I cache the lookup data locally in a small SQLite database that syncs with the sheet every few minutes. Your system keeps working even when Google’s servers are slow or your network hiccups. The Pi shows user details instantly from local cache while logging new scans to the cloud in the background.
For implementation, I used Python’s gspread library - way simpler than the raw Google client library. Batch your writes if you expect heavy usage though. Hitting the API for every single scan will hit rate limits fast.
Had this exact problem 8 months ago with a lab equipment tracker. Tried APIs and automation workflows but ended up with Google Apps Script as a middleman - worked way better than expected. The Pi just sends RFID data to a simple web app I built in Apps Script. Since it runs on Google’s servers, it connects to Sheets natively without any auth nightmares or token hassles. Script gets the card data, updates the sheet, does the lookup, and sends back user info in one go. What sold me was how reliable it is - no credential files on the Pi, no rate limits, and it handles Google’s random API hiccups without breaking. You can also add validation and formatting in Apps Script instead of cluttering your Pi code. Response time’s always under a second, and I’ve run thousands of scans with zero failures. Pi code stays super simple - just basic HTTP POST when it detects a card.

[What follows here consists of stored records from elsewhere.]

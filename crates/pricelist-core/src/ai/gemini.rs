//! Gemini `generateContent` client over blocking reqwest.

use std::time::Duration;

use base64::engine::general_purpose::STANDARD as BASE64_STANDARD;
use base64::Engine;
use serde::{Deserialize, Serialize};
use tracing::{debug, warn};

use super::{Attachment, GenerativeModel};
use crate::error::AiError;
use crate::models::config::AiConfig;

#[derive(Serialize)]
struct GenerateRequest<'a> {
    contents: Vec<Content<'a>>,
    #[serde(rename = "generationConfig")]
    generation_config: GenerationConfig,
}

#[derive(Serialize)]
struct Content<'a> {
    parts: Vec<RequestPart<'a>>,
}

#[derive(Serialize)]
#[serde(untagged)]
enum RequestPart<'a> {
    Inline { inline_data: InlineData<'a> },
    Text { text: &'a str },
}

#[derive(Serialize)]
struct InlineData<'a> {
    mime_type: &'a str,
    data: String,
}

#[derive(Serialize)]
struct GenerationConfig {
    temperature: f32,
}

#[derive(Deserialize)]
struct GenerateResponse {
    #[serde(default)]
    candidates: Vec<Candidate>,
}

#[derive(Deserialize)]
struct Candidate {
    content: Option<CandidateContent>,
}

#[derive(Deserialize)]
struct CandidateContent {
    #[serde(default)]
    parts: Vec<ResponsePart>,
}

#[derive(Deserialize)]
struct ResponsePart {
    text: Option<String>,
}

/// Client bound to one model name.
pub struct GeminiClient {
    http: reqwest::blocking::Client,
    base_url: String,
    model: String,
    api_key: String,
    temperature: f32,
}

impl GeminiClient {
    /// Build a client for `model`. Fails when no API key is configured.
    pub fn new(config: &AiConfig, model: &str) -> Result<Self, AiError> {
        let api_key = config.resolve_api_key().ok_or(AiError::MissingApiKey)?;
        let http = reqwest::blocking::Client::builder()
            .timeout(config.timeout_secs.map(Duration::from_secs))
            .build()?;

        Ok(Self {
            http,
            base_url: config.base_url.trim_end_matches('/').to_string(),
            model: model.to_string(),
            api_key,
            temperature: config.temperature,
        })
    }

    pub fn for_extraction(config: &AiConfig) -> Result<Self, AiError> {
        Self::new(config, &config.extraction_model)
    }

    pub fn for_matching(config: &AiConfig) -> Result<Self, AiError> {
        Self::new(config, &config.matching_model)
    }

    pub fn model(&self) -> &str {
        &self.model
    }

    fn endpoint(&self) -> String {
        format!("{}/models/{}:generateContent", self.base_url, self.model)
    }
}

fn build_request<'a>(prompt: &'a str, attachment: Option<Attachment<'a>>, temperature: f32) -> GenerateRequest<'a> {
    let mut parts = Vec::with_capacity(2);
    if let Some(att) = attachment {
        parts.push(RequestPart::Inline {
            inline_data: InlineData {
                mime_type: att.mime_type,
                data: BASE64_STANDARD.encode(att.data),
            },
        });
    }
    parts.push(RequestPart::Text { text: prompt });

    GenerateRequest {
        contents: vec![Content { parts }],
        generation_config: GenerationConfig { temperature },
    }
}

fn response_text(response: GenerateResponse) -> Result<String, AiError> {
    let text: String = response
        .candidates
        .into_iter()
        .next()
        .and_then(|c| c.content)
        .map(|c| c.parts.into_iter().filter_map(|p| p.text).collect())
        .unwrap_or_default();

    if text.trim().is_empty() {
        return Err(AiError::EmptyResponse);
    }
    Ok(text)
}

impl GenerativeModel for GeminiClient {
    fn generate(&self, prompt: &str, attachment: Option<Attachment<'_>>) -> Result<String, AiError> {
        let body = build_request(prompt, attachment, self.temperature);
        debug!(
            model = %self.model,
            prompt_chars = prompt.len(),
            attachment_bytes = attachment.map(|a| a.data.len()).unwrap_or(0),
            "calling generative model"
        );

        let response = self
            .http
            .post(self.endpoint())
            .query(&[("key", self.api_key.as_str())])
            .json(&body)
            .send()?;

        let status = response.status();
        if !status.is_success() {
            let body = response.text().unwrap_or_default();
            warn!(model = %self.model, status = status.as_u16(), "generative model returned an error");
            return Err(AiError::Status {
                status: status.as_u16(),
                body,
            });
        }

        let parsed: GenerateResponse = response.json()?;
        response_text(parsed)
    }
}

Honestly, just use a webhook service like Zapier or Make.com. Your Pi sends card data via curl and it automatically writes to sheets plus handles the lookup. Way less of a headache than dealing with Google’s API tokens and stuff breaking. I’ve been running this setup for months with zero maintenance.
I built exactly this for our office access system last year. Skip the Google Sheets API on the Pi - there’s a way easier approach.
Here’s what I did: set up an automation workflow that catches RFID data from the Pi through a simple HTTP request, then handles all the Google Sheets stuff automatically. When someone scans their card, the Pi just sends a POST with the card ID. The workflow grabs it, writes to the spreadsheet, looks up the person’s info, and sends display data back.
This fixed two huge problems I had with direct API calls - tokens expiring and network timeouts. I can also tweak the lookup logic or add features without touching Pi code.
Processes in under 2 seconds, way faster than my original Python script doing everything locally. I can see all scan logs and debug issues from a web interface instead of SSH-ing into the Pi.
On the Pi side, you just need a simple script that posts to your webhook URL when the RFID reader detects a card. Let automation handle the rest.